View Full Version : move building to lower elevation
rclocker
2006-03-02, 08:01 PM
I'm working on a project that's in DD and fairly detailed. Project requirements have changed, requiring us to sink the entire building by 5' deeper into the ground. The project is shared with other separate Revit building projects and a shared site file. The Revit file also has its own local site topography within the file (the site is sloping). Any advide on the best way to drop the building down futher into its site and have it show up correctly in the shared site file?

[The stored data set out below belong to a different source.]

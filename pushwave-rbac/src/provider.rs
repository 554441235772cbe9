//! Policy provider
//!
//! Owns the permission registry and the current role catalog, and is the
//! object request handlers get injected with. Reads work on an immutable
//! [`PolicySnapshot`]; administrative grants and revokes build a new catalog
//! and swap it in under the write lock, so a reader sees either the old set
//! or the new one and never a half-applied change.

use chrono::{DateTime, Utc};
use parking_lot::RwLock;
use std::collections::BTreeSet;
use std::sync::Arc;

use crate::actions::Action;
use crate::authz::{Authorizer, Decision};
use crate::catalog::RoleCatalog;
use crate::config::PolicyConfig;
use crate::error::{RbacError, RbacResult};
use crate::permissions::PermissionRegistry;
use crate::resources::ResourceType;
use crate::roles::Role;

/// Immutable view of the policy at one revision.
#[derive(Debug, Clone)]
pub struct PolicySnapshot {
    registry: Arc<PermissionRegistry>,
    catalog: Arc<RoleCatalog>,
    revision: u64,
    updated_at: DateTime<Utc>,
}

impl PolicySnapshot {
    /// Authorizer over this snapshot.
    pub fn authorizer(&self) -> Authorizer<'_> {
        Authorizer::new(&self.registry, &self.catalog)
    }

    /// Permission registry.
    pub fn registry(&self) -> &PermissionRegistry {
        &self.registry
    }

    /// Role catalog at this revision.
    pub fn catalog(&self) -> &RoleCatalog {
        &self.catalog
    }

    /// Revision number; starts at 0 and grows by one per effective change.
    pub fn revision(&self) -> u64 {
        self.revision
    }

    /// When this revision was created.
    pub fn updated_at(&self) -> DateTime<Utc> {
        self.updated_at
    }
}

/// Shared, injectable owner of the authorization policy.
///
/// # Examples
///
/// ```
/// use pushwave_rbac::PolicyProvider;
///
/// let provider = PolicyProvider::builtin();
/// assert!(provider.is_authorized(&["segment_manager"], "delete_segment"));
///
/// provider.revoke("segment_manager", "delete_segment").unwrap();
/// assert!(!provider.is_authorized(&["segment_manager"], "delete_segment"));
/// ```
#[derive(Debug)]
pub struct PolicyProvider {
    current: RwLock<Arc<PolicySnapshot>>,
}

impl PolicyProvider {
    /// Create a provider from a registry and catalog.
    pub fn new(registry: PermissionRegistry, catalog: RoleCatalog) -> Self {
        tracing::info!(
            permissions = registry.len(),
            roles = catalog.len(),
            "RBAC policy loaded"
        );
        Self {
            current: RwLock::new(Arc::new(PolicySnapshot {
                registry: Arc::new(registry),
                catalog: Arc::new(catalog),
                revision: 0,
                updated_at: Utc::now(),
            })),
        }
    }

    /// Create a provider with the default permissions and built-in roles.
    pub fn builtin() -> Self {
        let registry = PermissionRegistry::with_defaults();
        let catalog = RoleCatalog::builtin(&registry);
        Self::new(registry, catalog)
    }

    /// Create a provider from configuration.
    ///
    /// # Errors
    ///
    /// Any error building the registry or catalog; these indicate a broken
    /// policy and should stop startup.
    pub fn from_config(config: &PolicyConfig) -> RbacResult<Self> {
        config.validate()?;
        let registry = config.build_registry()?;
        let catalog = config.build_catalog(&registry)?;
        Ok(Self::new(registry, catalog))
    }

    /// Current policy snapshot.
    ///
    /// Holding a snapshot does not block writers; it simply keeps the old
    /// revision alive.
    pub fn snapshot(&self) -> Arc<PolicySnapshot> {
        Arc::clone(&self.current.read())
    }

    /// See [`Authorizer::decide`].
    pub fn decide<S: AsRef<str>>(&self, role_names: &[S], key: &str) -> Decision {
        self.snapshot().authorizer().decide(role_names, key)
    }

    /// See [`Authorizer::is_authorized`].
    pub fn is_authorized<S: AsRef<str>>(&self, role_names: &[S], key: &str) -> bool {
        self.snapshot().authorizer().is_authorized(role_names, key)
    }

    /// See [`Authorizer::is_authorized_any`].
    pub fn is_authorized_any<S, K>(&self, role_names: &[S], keys: &[K]) -> bool
    where
        S: AsRef<str>,
        K: AsRef<str>,
    {
        self.snapshot().authorizer().is_authorized_any(role_names, keys)
    }

    /// See [`Authorizer::is_authorized_all`].
    pub fn is_authorized_all<S, K>(&self, role_names: &[S], keys: &[K]) -> bool
    where
        S: AsRef<str>,
        K: AsRef<str>,
    {
        self.snapshot().authorizer().is_authorized_all(role_names, keys)
    }

    /// See [`Authorizer::is_authorized_for`].
    pub fn is_authorized_for<S: AsRef<str>>(
        &self,
        role_names: &[S],
        resource: ResourceType,
        action: Action,
    ) -> bool {
        self.snapshot()
            .authorizer()
            .is_authorized_for(role_names, resource, action)
    }

    /// Owned copy of [`Authorizer::effective_permissions`].
    pub fn effective_permissions<S: AsRef<str>>(&self, role_names: &[S]) -> BTreeSet<String> {
        self.snapshot()
            .authorizer()
            .effective_permissions(role_names)
            .into_iter()
            .map(str::to_string)
            .collect()
    }

    /// Grant `key` to `role`.
    ///
    /// Unregistered keys are ignored, like [`crate::Role::add_permission`].
    ///
    /// # Returns
    ///
    /// `true` if the role's permission set changed
    ///
    /// # Errors
    ///
    /// Returns [`RbacError::UnknownRole`] if `role` is not in the catalog.
    pub fn grant(&self, role: &str, key: &str) -> RbacResult<bool> {
        self.mutate(role, key, "granted", |registry, r| r.add_permission(registry, key))
    }

    /// Revoke `key` from `role`.
    ///
    /// # Returns
    ///
    /// `true` if the role held the key
    ///
    /// # Errors
    ///
    /// Returns [`RbacError::UnknownRole`] if `role` is not in the catalog.
    pub fn revoke(&self, role: &str, key: &str) -> RbacResult<bool> {
        self.mutate(role, key, "revoked", |_, r| r.remove_permission(key))
    }

    fn mutate<F>(&self, role: &str, key: &str, verb: &'static str, apply: F) -> RbacResult<bool>
    where
        F: FnOnce(&PermissionRegistry, &mut Role) -> bool,
    {
        let mut current = self.current.write();
        if !current.catalog.contains(role) {
            return Err(RbacError::UnknownRole(role.to_string()));
        }

        let mut catalog = RoleCatalog::clone(&current.catalog);
        let changed = match catalog.get_mut(role) {
            Some(r) => apply(current.registry.as_ref(), r),
            None => false,
        };
        if !changed {
            return Ok(false);
        }

        let next = PolicySnapshot {
            registry: Arc::clone(&current.registry),
            catalog: Arc::new(catalog),
            revision: current.revision + 1,
            updated_at: Utc::now(),
        };
        tracing::info!(
            role = %role,
            permission = %key,
            revision = next.revision,
            "Permission {}", verb
        );
        *current = Arc::new(next);
        Ok(true)
    }
}

impl Default for PolicyProvider {
    fn default() -> Self {
        Self::builtin()
    }
}

#[cfg(test)]
mod tests {
    use super::*;

    #[test]
    fn test_builtin_provider() {
        let provider = PolicyProvider::builtin();
        let snapshot = provider.snapshot();
        assert_eq!(snapshot.revision(), 0);
        assert_eq!(snapshot.catalog().len(), 7);
        assert_eq!(snapshot.registry().len(), 71);
        assert!(provider.is_authorized(&["analytics_specialist"], "export_analytics"));
    }

    #[test]
    fn test_grant_and_revoke_bump_revision() {
        let provider = PolicyProvider::builtin();

        assert!(!provider.is_authorized(&["content_editor"], "publish_template"));
        assert!(provider.grant("content_editor", "publish_template").unwrap());
        assert!(provider.is_authorized(&["content_editor"], "publish_template"));
        assert_eq!(provider.snapshot().revision(), 1);

        assert!(provider.revoke("content_editor", "publish_template").unwrap());
        assert!(!provider.is_authorized(&["content_editor"], "publish_template"));
        assert_eq!(provider.snapshot().revision(), 2);
    }

    #[test]
    fn test_noop_mutations_keep_revision() {
        let provider = PolicyProvider::builtin();

        assert!(!provider.grant("content_editor", "create_template").unwrap());
        assert!(!provider.grant("content_editor", "nonexistent_key").unwrap());
        assert!(!provider.revoke("content_editor", "delete_user").unwrap());
        assert_eq!(provider.snapshot().revision(), 0);
    }

    #[test]
    fn test_unknown_role_mutation_is_error() {
        let provider = PolicyProvider::builtin();
        let err = provider.grant("intern", "read_user").unwrap_err();
        assert!(matches!(err, RbacError::UnknownRole(ref r) if r == "intern"));
        assert!(provider.revoke("intern", "read_user").is_err());
    }

    #[test]
    fn test_old_snapshot_is_unchanged_by_mutation() {
        let provider = PolicyProvider::builtin();
        let before = provider.snapshot();

        provider.revoke("segment_manager", "delete_segment").unwrap();

        assert!(before
            .authorizer()
            .is_authorized(&["segment_manager"], "delete_segment"));
        assert!(!provider.is_authorized(&["segment_manager"], "delete_segment"));
    }

    #[test]
    fn test_from_config() {
        let config = PolicyConfig::from_json_str(
            r#"{"roles": [{"name": "auditor", "permissions": ["read_user", "list_role"]}]}"#,
        )
        .unwrap();
        let provider = PolicyProvider::from_config(&config).unwrap();

        assert!(provider.is_authorized(&["auditor"], "list_role"));
        assert!(provider.is_authorized(&["system_administrator"], "list_role"));
        assert_eq!(
            provider.effective_permissions(&["auditor"]).into_iter().collect::<Vec<_>>(),
            vec!["list_role".to_string(), "read_user".to_string()]
        );
    }

    #[test]
    fn test_provider_is_send_sync() {
        fn assert_send_sync<T: Send + Sync>() {}
        assert_send_sync::<PolicyProvider>();
        assert_send_sync::<PolicySnapshot>();
    }
}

My first attempt, just grabbing all the levels in an elevation view and moving them down 5 feet, resulted in a very long Revit churn that I eventually aborted, assuming that if it took that long it was generating immesurable errors.
Thanks for any advice...
hey rob, welcome to augi! you might try locking all of the levels to eachother dimensionally and entering in the new elevation of your lowest elevation thereby dragging the whole building with it. not sure if that is much different than what you did.
irwin
2006-03-03, 04:10 AM
I'm working on a project that's in DD and fairly detailed. Project requirements have changed, requiring us to sink the entire building by 5' deeper into the ground. The project is shared with other separate Revit building projects and a shared site file. The Revit file also has its own local site topography within the file (the site is sloping). Any advide on the best way to drop the building down futher into its site and have it show up correctly in the shared site file? My first attempt, just grabbing all the levels in an elevation view and moving them down 5 feet, resulted in a very long Revit churn that I eventually aborted, assuming that if it took that long it was generating immesurable errors.
Thanks for any advice...
In an elevation view go to Tools | Project Positioning/Orientation | Relocate this Project. Click anywhere on the screen, start moving the cursor straight down, type 5, Enter. This will move the project down 5' relative to everything else without regenerating anything. This is much better than trying to move levels because moving the levels will force regeneration of the whole building and isn't guaranteed to move everything down anyway.
Mark Vorstenbosch
2006-03-03, 05:14 AM
Hi Irwin
Thanks for that one I always locked the levels and moved them down.
Now its so much simpler and quicker too.
Irwin, won't this approach lower his local site topography as well which it sounded like he wanted to stay put?
rclocker
2006-03-06, 08:53 PM
Thanks Irwin, worked great. Matt, after dropping the building I went to a 3D view and grabbed the site and moved it up 5' (it had dropped when I moved the project). The whole thing took under 5 minutes.